Before Christ, there were the chosen people who could pronounce on sinners the most blood-curdling curses. Pharisaic hatred of sinners was regarded as religious fervor. Keeping one’s distance from the "Impure," the adulterers, their outrage, of blasphemers reaching the extreme vengeance of stoning to death are acts of righteousness. How do we regard our own people suffering from AIDS, who are the despised group of prostitutes, of public sinners like those who have several women or men, women who have become objects of pleasure for men in bars and motels. The righteous could find them repulsive. So we consider them outside our circle, the scam of society, the unclean.

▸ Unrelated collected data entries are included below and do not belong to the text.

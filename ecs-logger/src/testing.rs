//! An [`Engine`] that records calls instead of logging them.
//!
//! Useful for asserting what a [`SchemaLogger`](crate::SchemaLogger) hands
//! to its engine: which severity method was called, and the positional
//! arguments in the order they were passed.
use std::collections::HashSet;
use std::sync::{Arc, Mutex, MutexGuard};

use serde::Serialize;
use serde_json::Value;

use crate::{Args, Engine, EngineKind, Level};

/// The positional arguments of a recorded call. Fields are captured as
/// JSON so that they can be compared after the call returns.
#[derive(Clone, Debug, PartialEq)]
pub enum RecordedArgs {
    /// `(message, fields)`
    MessageFirst(String, Option<Value>),
    /// `(fields, message)`
    FieldsFirst(Option<Value>, String),
}

/// One call received by a [`RecordingEngine`].
#[derive(Clone, Debug, PartialEq)]
pub struct RecordedCall {
    /// The severity method that was called.
    pub method: Level,
    /// The arguments it was called with.
    pub args: RecordedArgs,
}

/// Error returned by a [`RecordingEngine`].
#[derive(thiserror::Error, Debug, Clone, PartialEq)]
#[non_exhaustive]
pub enum RecordingError {
    /// The engine was told to reject calls at this level.
    #[error("recording engine rejected a {0} call")]
    Rejected(Level),
    /// The fields could not be captured as JSON.
    #[error("failed to capture fields: {0}")]
    Capture(String),
}

/// An in-memory engine for tests.
///
/// Clones share the same recorded calls.
///
/// ```
/// use ecs_logger::testing::{RecordedArgs, RecordingEngine};
/// use ecs_logger::{EngineKind, SchemaLogger};
///
/// let engine = RecordingEngine::new(EngineKind::MessageFirst);
/// let logger: SchemaLogger<_> = SchemaLogger::new(engine.clone());
///
/// logger.info("hello", None).unwrap();
///
/// assert_eq!(
///     engine.calls()[0].args,
///     RecordedArgs::MessageFirst("hello".into(), None)
/// );
/// ```
#[derive(Clone, Debug)]
pub struct RecordingEngine {
    kind: Arc<Mutex<EngineKind>>,
    calls: Arc<Mutex<Vec<RecordedCall>>>,
    rejected: HashSet<Level>,
}

impl RecordingEngine {
    /// Creates an engine reporting the given calling convention.
    pub fn new(kind: EngineKind) -> Self {
        RecordingEngine {
            kind: Arc::new(Mutex::new(kind)),
            calls: Arc::new(Mutex::new(Vec::new())),
            rejected: HashSet::new(),
        }
    }

    /// Makes calls at `level` fail with [`RecordingError::Rejected`]. Rejected
    /// calls are not recorded.
    pub fn reject(mut self, level: Level) -> Self {
        self.rejected.insert(level);
        self
    }

    /// Changes the calling convention reported from now on.
    pub fn set_kind(&self, kind: EngineKind) {
        *lock(&self.kind) = kind;
    }

    /// Returns the calls received so far, oldest first.
    pub fn calls(&self) -> Vec<RecordedCall> {
        lock(&self.calls).clone()
    }

    /// Forgets all recorded calls.
    pub fn reset(&self) {
        lock(&self.calls).clear();
    }

    fn record<F>(&self, method: Level, args: Args<'_, F>) -> Result<(), RecordingError>
    where
        F: Serialize + ?Sized,
    {
        if self.rejected.contains(&method) {
            return Err(RecordingError::Rejected(method));
        }
        let capture = |fields: Option<&F>| {
            fields
                .map(serde_json::to_value)
                .transpose()
                .map_err(|err| RecordingError::Capture(err.to_string()))
        };
        let args = match args {
            Args::MessageFirst(message, fields) => {
                RecordedArgs::MessageFirst(message.to_string(), capture(fields)?)
            }
            Args::FieldsFirst(fields, message) => {
                RecordedArgs::FieldsFirst(capture(fields)?, message.to_string())
            }
        };
        lock(&self.calls).push(RecordedCall { method, args });
        Ok(())
    }
}

// A panicking test must not hide the calls recorded before it.
fn lock<T>(mutex: &Mutex<T>) -> MutexGuard<'_, T> {
    mutex.lock().unwrap_or_else(|poisoned| poisoned.into_inner())
}

impl Engine for RecordingEngine {
    type Error = RecordingError;

    fn kind(&self) -> EngineKind {
        *lock(&self.kind)
    }

    fn debug<F>(&self, args: Args<'_, F>) -> Result<(), Self::Error>
    where
        F: Serialize + ?Sized,
    {
        self.record(Level::Debug, args)
    }

    fn info<F>(&self, args: Args<'_, F>) -> Result<(), Self::Error>
    where
        F: Serialize + ?Sized,
    {
        self.record(Level::Info, args)
    }

    fn warn<F>(&self, args: Args<'_, F>) -> Result<(), Self::Error>
    where
        F: Serialize + ?Sized,
    {
        self.record(Level::Warn, args)
    }

    fn error<F>(&self, args: Args<'_, F>) -> Result<(), Self::Error>
    where
        F: Serialize + ?Sized,
    {
        self.record(Level::Error, args)
    }
}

The qualitative leap introduced by Christ consists in a cancellation of all restrictions in the concept of neighbor. Christ calls us to goodness and love by a new commandment which transcends the law and the prophets. Christ breaks downs the forces of a restricted brotherhood by a revolution of charity universal in its saving power. In His new vision of charity, no one at all is excluded; no exclusion of the enemy and the sinner in this universal loving, Before "an eye for an eye, and a tooth for a tooth" was the way to deal with the enemy.

But Jesus says to us very specifically: "Love your enemies, do good to those who hate you, bless those who curse you, pray for those who mistreat you." This is one of the high points in the Gospel. Jesus associated with sinners to convert them; He spoke to the Samaritan woman who had five husbands to acquaint her of the Spirit and eternal waters springing up into everlasting life; He heals and pardons the paralytic and the possessed, ignores legal impurity in order to share a meal with sinners; and in the Gospel of today, He touches and heals a leper. The charity of Christ urges us to express love of neighbor in universal acts of unrestricted generosity.

Sixth Sunday in Ordinary Time, Mark 1:40-45.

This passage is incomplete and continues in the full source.